# Collected data:
+ + +

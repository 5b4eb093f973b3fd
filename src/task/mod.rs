//! Simulation inputs.
//!
//! A [`Task`] is the immutable value the simulation core consumes. It can
//! only be built through [`Task::new`], which rejects malformed input, so
//! the core is free to assume every task it sees is well-formed.
//!
//! # Components
//! - [`Task`] - Page count, frame count and access sequence
//! - [`parser`] - Reading task blocks from text files
//! - [`generator`] - Random access sequences

pub mod generator;
pub mod parser;

use crate::common::config::{FIRST_PAGE, MAX_FRAMES, MAX_PAGES};
use crate::common::{Error, PageId, Result};

pub use generator::generate_access_sequence;
pub use parser::{parse_tasks, read_tasks, render_task, write_task};

/// A page-replacement problem: `pages` logical pages, `frames` physical
/// frames and the ordered pages accessed.
///
/// # Example
/// ```
/// use pagesim::Task;
///
/// let task = Task::from_numbers(5, 3, &[1, 3, 2, 4]).unwrap();
/// assert_eq!(task.len(), 4);
/// assert!(Task::from_numbers(5, 3, &[6]).is_err());
/// ```
#[derive(Debug, Clone, PartialEq, Eq)]
pub struct Task {
    pages: usize,
    frames: usize,
    accesses: Vec<PageId>,
}

impl Task {
    /// Build a task, validating every field.
    ///
    /// # Errors
    /// `Error::InvalidTask` if `pages` or `frames` is zero or above
    /// [`MAX_PAGES`] / [`MAX_FRAMES`], or if an access lies outside
    /// `1..=pages`.
    pub fn new(pages: usize, frames: usize, accesses: Vec<PageId>) -> Result<Self> {
        if pages == 0 {
            return Err(Error::InvalidTask("page count must be positive".into()));
        }
        if frames == 0 {
            return Err(Error::InvalidTask("frame count must be positive".into()));
        }
        if pages > MAX_PAGES {
            return Err(Error::InvalidTask(format!(
                "page count {} exceeds the limit of {}",
                pages, MAX_PAGES
            )));
        }
        if frames > MAX_FRAMES {
            return Err(Error::InvalidTask(format!(
                "frame count {} exceeds the limit of {}",
                frames, MAX_FRAMES
            )));
        }
        if let Some((index, page)) = accesses
            .iter()
            .enumerate()
            .find(|(_, page)| page.0 < FIRST_PAGE || page.0 > pages)
        {
            return Err(Error::InvalidTask(format!(
                "access {} is page {}, outside 1..={}",
                index, page, pages
            )));
        }

        Ok(Self {
            pages,
            frames,
            accesses,
        })
    }

    /// Build a task from plain page numbers.
    pub fn from_numbers(pages: usize, frames: usize, accesses: &[usize]) -> Result<Self> {
        Self::new(pages, frames, accesses.iter().copied().map(PageId::new).collect())
    }

    /// Number of logical pages.
    #[inline]
    pub fn pages(&self) -> usize {
        self.pages
    }

    /// Number of physical frames.
    #[inline]
    pub fn frames(&self) -> usize {
        self.frames
    }

    /// The access sequence.
    #[inline]
    pub fn accesses(&self) -> &[PageId] {
        &self.accesses
    }

    /// Number of accesses.
    #[inline]
    pub fn len(&self) -> usize {
        self.accesses.len()
    }

    /// True when there are no accesses at all.
    #[inline]
    pub fn is_empty(&self) -> bool {
        self.accesses.is_empty()
    }

    /// The same task restricted to its first `len` accesses.
    ///
    /// Used by the score curve, where the offline policy must not see
    /// accesses beyond the prefix being scored.
    pub fn prefix(&self, len: usize) -> Task {
        Task {
            pages: self.pages,
            frames: self.frames,
            accesses: self.accesses[..len.min(self.accesses.len())].to_vec(),
        }
    }

    /// A task with a uniformly random access sequence of length `len`.
    ///
    /// # Errors
    /// `Error::InvalidTask` under the same rules as [`Task::new`].
    pub fn random<R: rand::Rng + ?Sized>(
        pages: usize,
        frames: usize,
        len: usize,
        rng: &mut R,
    ) -> Result<Self> {
        if pages == 0 {
            return Err(Error::InvalidTask("page count must be positive".into()));
        }
        Self::new(pages, frames, generate_access_sequence(pages, len, rng))
    }
}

+ + +

# Required work:
From the first line to the last, transcribe the data exactly.

# Response to this task:
repository 5b4eb093f973b3fd
filename src/task/mod.rs
//! Simulation inputs.
//!
//! A [`Task`] is the immutable value the simulation core consumes. It can
//! only be built through [`Task::new`], which rejects malformed input, so
//! the core is free to assume every task it sees is well-formed.
//!
//! # Components
//! - [`Task`] - Page count, frame count and access sequence
//! - [`parser`] - Reading task blocks from text files
//! - [`generator`] - Random access sequences

pub mod generator;
pub mod parser;

use crate::common::config::{FIRST_PAGE, MAX_FRAMES, MAX_PAGES};
use crate::common::{Error, PageId, Result};

pub use generator::generate_access_sequence;
pub use parser::{parse_tasks, read_tasks, render_task, write_task};

/// A page-replacement problem: `pages` logical pages, `frames` physical
/// frames and the ordered pages accessed.
///
/// # Example
/// ```
/// use pagesim::Task;
///
/// let task = Task::from_numbers(5, 3, &[1, 3, 2, 4]).unwrap();
/// assert_eq!(task.len(), 4);
/// assert!(Task::from_numbers(5, 3, &[6]).is_err());
/// ```
#[derive(Debug, Clone, PartialEq, Eq)]
pub struct Task {
    pages: usize,
    frames: usize,
    accesses: Vec<PageId>,
}

impl Task {
    /// Build a task, validating every field.
    ///
    /// # Errors
    /// `Error::InvalidTask` if `pages` or `frames` is zero or above
    /// [`MAX_PAGES`] / [`MAX_FRAMES`], or if an access lies outside
    /// `1..=pages`.
    pub fn new(pages: usize, frames: usize, accesses: Vec<PageId>) -> Result<Self> {
        if pages == 0 {
            return Err(Error::InvalidTask("page count must be positive".into()));
        }
        if frames == 0 {
            return Err(Error::InvalidTask("frame count must be positive".into()));
        }
        if pages > MAX_PAGES {
            return Err(Error::InvalidTask(format!(
                "page count {} exceeds the limit of {}",
                pages, MAX_PAGES
            )));
        }
        if frames > MAX_FRAMES {
            return Err(Error::InvalidTask(format!(
                "frame count {} exceeds the limit of {}",
                frames, MAX_FRAMES
            )));
        }
        if let Some((index, page)) = accesses
            .iter()
            .enumerate()
            .find(|(_, page)| page.0 < FIRST_PAGE || page.0 > pages)
        {
            return Err(Error::InvalidTask(format!(
                "access {} is page {}, outside 1..={}",
                index, page, pages
            )));
        }

        Ok(Self {
            pages,
            frames,
            accesses,
        })
    }

    /// Build a task from plain page numbers.
    pub fn from_numbers(pages: usize, frames: usize, accesses: &[usize]) -> Result<Self> {
        Self::new(pages, frames, accesses.iter().copied().map(PageId::new).collect())
    }

    /// Number of logical pages.
    #[inline]
    pub fn pages(&self) -> usize {
        self.pages
    }

    /// Number of physical frames.
    #[inline]
    pub fn frames(&self) -> usize {
        self.frames
    }

    /// The access sequence.
    #[inline]
    pub fn accesses(&self) -> &[PageId] {
        &self.accesses
    }

    /// Number of accesses.
    #[inline]
    pub fn len(&self) -> usize {
        self.accesses.len()
    }

    /// True when there are no accesses at all.
    #[inline]
    pub fn is_empty(&self) -> bool {
        self.accesses.is_empty()
    }

    /// The same task restricted to its first `len` accesses.
    ///
    /// Used by the score curve, where the offline policy must not see
    /// accesses beyond the prefix being scored.
    pub fn prefix(&self, len: usize) -> Task {
        Task {
            pages: self.pages,
            frames: self.frames,
            accesses: self.accesses[..len.min(self.accesses.len())].to_vec(),
        }
    }

    /// A task with a uniformly random access sequence of length `len`.
    ///
    /// # Errors
    /// `Error::InvalidTask` under the same rules as [`Task::new`].
    pub fn random<R: rand::Rng + ?Sized>(
        pages: usize,
        frames: usize,
        len: usize,
        rng: &mut R,
    ) -> Result<Self> {
        if pages == 0 {
            return Err(Error::InvalidTask("page count must be positive".into()));
        }
        Self::new(pages, frames, generate_access_sequence(pages, len, rng))
    }
}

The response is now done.